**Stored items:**

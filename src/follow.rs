//! The follow loop: poll for growth, reopen, drain, repeat.
//!
//! Similar to `tail -f`, but byte oriented and driven one transition at a time.

use crate::error::FollowError;
use crate::handle::{self, Opener};
use crate::monitor::{self, Growth};
use crate::relay::{self, Relay, RelayError, BUFFER_SIZE};
use crate::seek::{self, SeekTarget};
use crate::watch::Nudges;
use std::io::Write;
use std::path::{Path, PathBuf};
use std::time::Duration;
use tokio::sync::watch;

/// Default delay between size checks
pub const DEFAULT_POLL_INTERVAL: Duration = Duration::from_millis(500);

/// Follow loop configuration
#[derive(Debug, Clone)]
pub struct FollowConfig {
    /// Delay between size checks while the file is not growing
    pub poll_interval: Duration,
}

impl FollowConfig {
    pub fn new(poll_interval: Duration) -> Self {
        Self { poll_interval }
    }
}

impl Default for FollowConfig {
    fn default() -> Self {
        Self::new(DEFAULT_POLL_INTERVAL)
    }
}

/// Where following begins
#[derive(Debug, Clone, Copy, PartialEq, Eq)]
pub enum StartAt {
    /// Byte offset from the start, clipped to the file
    Offset(i64),
    /// This many bytes before the current end, clipped to the file
    TailBytes(u64),
}

impl Default for StartAt {
    fn default() -> Self {
        StartAt::Offset(0)
    }
}

#[derive(Debug, Clone, Copy, PartialEq, Eq)]
pub enum FollowState {
    IdlePolling,
    GrowthDetected,
    Draining,
    /// Shutdown was requested. Terminal.
    Stopped,
}

/// Follows one file, writing its new bytes to `sink`.
pub struct Follower<O: Opener, W: Write> {
    path: PathBuf,
    opener: O,
    handle: O::Handle,
    sink: W,
    position: u64,
    last_size: u64,
    buffer: Vec<u8>,
    config: FollowConfig,
    shutdown: watch::Receiver<bool>,
    nudges: Option<Nudges>,
    state: FollowState,
}

impl<O: Opener, W: Write> Follower<O, W> {
    /// Open `path` and position it according to `start`.
    pub fn open(
        path: impl AsRef<Path>,
        opener: O,
        sink: W,
        start: StartAt,
        config: FollowConfig,
        shutdown: watch::Receiver<bool>,
    ) -> Result<Self, FollowError> {
        let path = path.as_ref().to_path_buf();
        let mut handle = opener
            .open(&path)
            .map_err(|source| FollowError::open(&path, source))?;

        let position = match start {
            StartAt::Offset(offset) => {
                seek::bounded_seek(&mut handle, SeekTarget::Absolute(offset))
            }
            StartAt::TailBytes(bytes) => {
                let back = i64::try_from(bytes).unwrap_or(i64::MAX);
                seek::bounded_seek(&mut handle, SeekTarget::Absolute(i64::MAX)).and_then(|_| {
                    seek::bounded_seek(&mut handle, SeekTarget::Relative(-back))
                })
            }
        }
        .map_err(FollowError::Metadata)?;

        tracing::info!("Following {} from offset {}", path.display(), position);

        Ok(Self {
            path,
            opener,
            handle,
            sink,
            position,
            last_size: 0,
            buffer: vec![0u8; BUFFER_SIZE],
            config,
            shutdown,
            nudges: None,
            state: FollowState::IdlePolling,
        })
    }

    /// Wake the idle poll early on filesystem events.
    pub fn with_nudges(mut self, nudges: Nudges) -> Self {
        self.nudges = Some(nudges);
        self
    }

    #[cfg(test)]
    pub fn state(&self) -> FollowState {
        self.state
    }

    /// Offset of the next byte to be relayed.
    pub fn position(&self) -> u64 {
        self.position
    }

    #[cfg(test)]
    pub fn last_size(&self) -> u64 {
        self.last_size
    }

    /// Follow until shutdown is requested or a fatal error occurs.
    pub async fn run(&mut self) -> Result<(), FollowError> {
        while self.step().await? != FollowState::Stopped {}
        tracing::info!("Stopped following {}", self.path.display());
        Ok(())
    }

    /// Perform one state transition and return the new state.
    pub async fn step(&mut self) -> Result<FollowState, FollowError> {
        let next = match self.state {
            FollowState::IdlePolling => self.poll().await,
            FollowState::GrowthDetected => self.refresh()?,
            FollowState::Draining => self.drain_once().await?,
            FollowState::Stopped => FollowState::Stopped,
        };
        self.state = next;
        Ok(next)
    }

    async fn poll(&mut self) -> FollowState {
        match monitor::check_growth(&self.handle, self.last_size) {
            Ok(Growth::Unchanged) => {}
            Ok(growth) => {
                if let Growth::Shrank { from, to } = growth {
                    tracing::warn!(
                        "{} shrank from {} to {} bytes; truncation is not recovered",
                        self.path.display(),
                        from,
                        to
                    );
                } else {
                    tracing::debug!("Growth detected: {:?}", growth);
                }
                self.last_size = growth.new_size().unwrap_or(self.last_size);
                return FollowState::GrowthDetected;
            }
            Err(e) => {
                tracing::warn!("Size check failed ({}), tailing may not work", e);
            }
        }

        tokio::select! {
            biased;
            _ = stop_requested(&mut self.shutdown) => FollowState::Stopped,
            _ = tokio::time::sleep(self.config.poll_interval) => FollowState::IdlePolling,
            _ = nudged(&mut self.nudges) => FollowState::IdlePolling,
        }
    }

    fn refresh(&mut self) -> Result<FollowState, FollowError> {
        self.position = handle::refresh(&self.opener, &self.path, &mut self.handle)?;
        tracing::debug!("Reopened {} at offset {}", self.path.display(), self.position);
        Ok(FollowState::Draining)
    }

    async fn drain_once(&mut self) -> Result<FollowState, FollowError> {
        // A regular file is always readable; yielding lets a pending shutdown in
        tokio::select! {
            biased;
            _ = stop_requested(&mut self.shutdown) => return Ok(FollowState::Stopped),
            _ = tokio::task::yield_now() => {}
        }

        match relay::relay_chunk(&mut self.handle, &mut self.buffer, &mut self.sink) {
            Ok(Relay::Relayed(n)) => {
                self.position += n as u64;
                Ok(FollowState::Draining)
            }
            Ok(Relay::Drained) => Ok(FollowState::IdlePolling),
            Err(RelayError::Read(source)) => Err(FollowError::Read {
                path: self.path.clone(),
                source,
            }),
            Err(RelayError::Write(source)) => Err(FollowError::Write {
                path: self.path.clone(),
                source,
            }),
        }
    }
}

/// Resolves once shutdown is requested; never, if it no longer can be.
async fn stop_requested(shutdown: &mut watch::Receiver<bool>) {
    loop {
        if *shutdown.borrow_and_update() {
            return;
        }
        if shutdown.changed().await.is_err() {
            std::future::pending::<()>().await;
        }
    }
}

async fn nudged(nudges: &mut Option<Nudges>) {
    if let Some(n) = nudges {
        if n.next().await.is_some() {
            return;
        }
    }
    std::future::pending::<()>().await
}
//! Copying one chunk from the followed file to the output sink.

use std::io::{self, ErrorKind, Read, Write};

/// Transfer buffer size in bytes.
pub const BUFFER_SIZE: usize = 1024;

#[derive(Debug, Clone, Copy, PartialEq, Eq)]
pub enum Relay {
    /// This many bytes were read and fully written.
    Relayed(usize),
    /// Nothing more is available right now.
    Drained,
}

#[derive(Debug)]
pub enum RelayError {
    Read(io::Error),
    Write(io::Error),
}

/// Read once into `buffer` and write everything read to `sink`.
///
/// The sink is flushed before returning so the chunk is out before the next read.
pub fn relay_chunk<R: Read, W: Write>(
    reader: &mut R,
    buffer: &mut [u8],
    sink: &mut W,
) -> Result<Relay, RelayError> {
    let n = loop {
        match reader.read(buffer) {
            Ok(n) => break n,
            Err(e) if e.kind() == ErrorKind::Interrupted => continue,
            Err(e) => return Err(RelayError::Read(e)),
        }
    };

    if n == 0 {
        return Ok(Relay::Drained);
    }

    write_fully(sink, &buffer[..n]).map_err(RelayError::Write)?;
    sink.flush().map_err(RelayError::Write)?;

    Ok(Relay::Relayed(n))
}

/// Keep writing while the sink accepts bytes.
fn write_fully<W: Write>(sink: &mut W, mut chunk: &[u8]) -> io::Result<()> {
    while !chunk.is_empty() {
        match sink.write(chunk) {
            Ok(0) => {
                return Err(io::Error::new(
                    ErrorKind::WriteZero,
                    "output accepted no bytes",
                ))
            }
            Ok(written) => chunk = &chunk[written..],
            Err(e) if e.kind() == ErrorKind::Interrupted => {}
            Err(e) => return Err(e),
        }
    }
    Ok(())
}
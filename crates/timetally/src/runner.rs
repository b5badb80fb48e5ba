//! 🏃 The runner — one report, start to finish.
//!
//! 🎬 *[INT. TERMINAL — MORNING. Someone types `timetally --date daily` and reaches for coffee.]*
//!
//! Resolve the range, authenticate, count, fold every page through the supervisor,
//! write header + details + summary through the single sink, then (maybe) mail it.
//! The CLI, the bot's `/today` and `/month`, and the daily schedule all come through here.

use std::collections::BTreeMap;
use std::path::PathBuf;
use std::time::Duration;

use anyhow::{Context, Result};
use chrono::Local;
use tokio_util::sync::CancellationToken;
use tracing::info;

use crate::aggregate::{EmployeeFilter, PipelineSummary, Roster};
use crate::app_config::AppConfig;
use crate::backends::odoo::OdooSource;
use crate::backends::report_file::ReportFileSink;
use crate::backends::{SinkBackend, SourceBackend, TimesheetSource};
use crate::dispatch::email;
use crate::period::{DateFilter, DateRange};
use crate::report::{render_chat_summary, render_header, render_summary};
use crate::supervisors::Supervisor;
use crate::supervisors::workers::{SinkWorker, Worker};

/// 🎯 What to report on. The CLI flags, more or less.
#[derive(Debug, Clone, Default)]
pub struct ReportRequest {
    pub date_filter: DateFilter,
    /// `None` or blank means every roster member
    pub employee: Option<String>,
    pub send_mail: bool,
}

/// 📦 What came out of one run.
#[derive(Debug, Clone)]
pub struct ReportOutcome {
    pub range: DateRange,
    pub summary: PipelineSummary,
    /// roster member → hours, zeros included
    pub roster: BTreeMap<String, f64>,
    pub report_path: PathBuf,
    /// the short Markdown version, for the chat
    pub chat_summary: String,
    pub mailed: bool,
}

/// 🚀 Produce one report against the configured ERP.
///
/// Fatal: an unusable config, bad credentials, an unreachable ERP, an unwritable report directory.
/// Not fatal: failed pages (noted in the report) and a failed mail (logged).
pub async fn generate_report(
    config: &AppConfig,
    request: &ReportRequest,
    cancel: CancellationToken,
) -> Result<ReportOutcome> {
    // -- `AppConfig` is public and buildable without load_config; zero capacity panics the channel
    config
        .validate()
        .context("💀 The configuration cannot drive a report")?;
    let now = Local::now().naive_local();
    let range = request.date_filter.resolve(now.date());
    let filter = EmployeeFilter::from(request.employee.clone());
    info!("📅 reporting on {range}");

    let source = OdooSource::connect(
        config.odoo.clone(),
        Duration::from_secs(config.runtime.fetch_timeout_secs),
    )
    .await
    .context("💀 Could not open a session with the ERP")?;
    let sink = ReportFileSink::create(&config.report.output_dir, now).await?;
    let report_path = sink.path().to_path_buf();

    let (summary, roster) = produce_report(
        config,
        filter.clone(),
        range,
        SourceBackend::Odoo(source),
        SinkBackend::Report(sink),
        cancel,
    )
    .await?;
    info!("📝 report written to '{}'", report_path.display());

    let mailed = if request.send_mail {
        email::mail_report(config.smtp.as_ref(), &report_path, now.date()).await
    } else {
        false
    };

    Ok(ReportOutcome {
        chat_summary: render_chat_summary(&range, &summary, filter.employee()),
        range,
        summary,
        roster,
        report_path,
        mailed,
    })
}

/// 🧵 Count, fold, render. Backend-agnostic, so the tests can run it against RAM.
///
/// The sink sees the header first and the summary last; detail lines land in between
/// in whatever order the pages finish.
pub(crate) async fn produce_report(
    config: &AppConfig,
    filter: EmployeeFilter,
    range: DateRange,
    source: SourceBackend,
    sink: SinkBackend,
    cancel: CancellationToken,
) -> Result<(PipelineSummary, BTreeMap<String, f64>)> {
    let total = source
        .count(&range)
        .await
        .with_context(|| format!("💀 Could not count the timesheet entries in {range}"))?;

    let (lines, lines_rx) = async_channel::bounded(config.runtime.sink_capacity);
    let sink_handle = SinkWorker::new(lines_rx, sink).start();
    lines
        .send(render_header(&range))
        .await
        .context("💀 The report sink hung up before the header")?;

    let roster = Roster::new(&config.report.roster);
    let employee = filter.employee().map(str::to_owned);
    let summary = Supervisor::new(config.runtime.clone(), source, cancel)
        .fold_pages(range, total, filter, roster.clone(), lines.clone())
        .await?;

    let roster_hours = roster.snapshot().await;
    lines
        .send(render_summary(
            &summary,
            employee.as_deref(),
            &roster_hours,
            config.report.min_work_hours,
        ))
        .await
        .context("💀 The report sink hung up before the summary")?;
    // -- 🏁 last sender gone: the sink worker drains, flushes, and exits
    drop(lines);
    sink_handle.await.context("💀 the sink worker panicked")??;

    Ok((summary, roster_hours))
}
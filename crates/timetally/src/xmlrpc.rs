//! 📜 XML-RPC — the wire format that time forgot, and the ERP never did.
//!
//! 🎬 *[a methodCall envelope is sealed with wax. somewhere, a SOAP server sheds a single tear.]*
//!
//! Three pieces, leaf first:
//! - [`Value`]: the dynamically typed payload (ints, doubles, strings, arrays, structs, `false`)
//! - `codec`: `Value` → `<methodCall>` text, `<methodResponse>` text → `Value` or fault
//! - [`XmlRpcClient`]: one endpoint, one POST per call, via reqwest
//!
//! This is not a general RPC framework. It is exactly enough XML-RPC to talk to one ERP. 🦆

mod client;
mod codec;
mod value;

pub(crate) use client::XmlRpcClient;
pub(crate) use value::Value;

/// 💀 Everything that can go wrong between us and the remote end, sorted by blame.
#[derive(Debug, thiserror::Error)]
pub(crate) enum RpcError {
    /// 📡 the request never got an answer (DNS, TCP, TLS, timeouts...)
    #[error("📡 transport failure talking to '{endpoint}'")]
    Transport {
        endpoint: String,
        #[source]
        source: reqwest::Error,
    },
    /// 🚪 the server answered, just not with a 2xx
    #[error("💀 '{endpoint}' answered with HTTP {status}")]
    Status { endpoint: String, status: u16 },
    /// 🧯 the server understood us and said no
    #[error("💀 XML-RPC fault {code}: {message}")]
    Fault { code: String, message: String },
    /// 🧩 the bytes were not the XML-RPC we were promised
    #[error("💀 malformed XML-RPC payload: {0}")]
    Malformed(String),
}
//! ⏱️ timetally — timesheets in, totals out.
//!
//! Pulls timesheet lines from an Odoo ERP over XML-RPC, page by page and several pages at
//! a time, folds them into per-employee, per-project and per-day totals, and writes the
//! report to stdout and a file. Optionally mails it, or serves it from a Telegram bot.

pub mod aggregate;
pub mod app_config;
pub mod period;
pub mod report;
pub mod runner;

mod backends;
mod common;
mod dispatch;
mod progress;
mod supervisors;
mod xmlrpc;

pub use common::{Relation, TimesheetDraft, TimesheetEntry};
pub use dispatch::run_bot;
pub use runner::{ReportOutcome, ReportRequest, generate_report};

**Task goal:** Please write out exactly the lines from the start of the data through the line that contains "pub const DEFAULT_POLL_INTERVAL: Duration", both ends included, and nothing else.

**Completed task:**
filename src/follow.rs
//! The follow loop: poll for growth, reopen, drain, repeat.
//!
//! Similar to `tail -f`, but byte oriented and driven one transition at a time.

use crate::error::FollowError;
use crate::handle::{self, Opener};
use crate::monitor::{self, Growth};
use crate::relay::{self, Relay, RelayError, BUFFER_SIZE};
use crate::seek::{self, SeekTarget};
use crate::watch::Nudges;
use std::io::Write;
use std::path::{Path, PathBuf};
use std::time::Duration;
use tokio::sync::watch;

/// Default delay between size checks
pub const DEFAULT_POLL_INTERVAL: Duration = Duration::from_millis(500);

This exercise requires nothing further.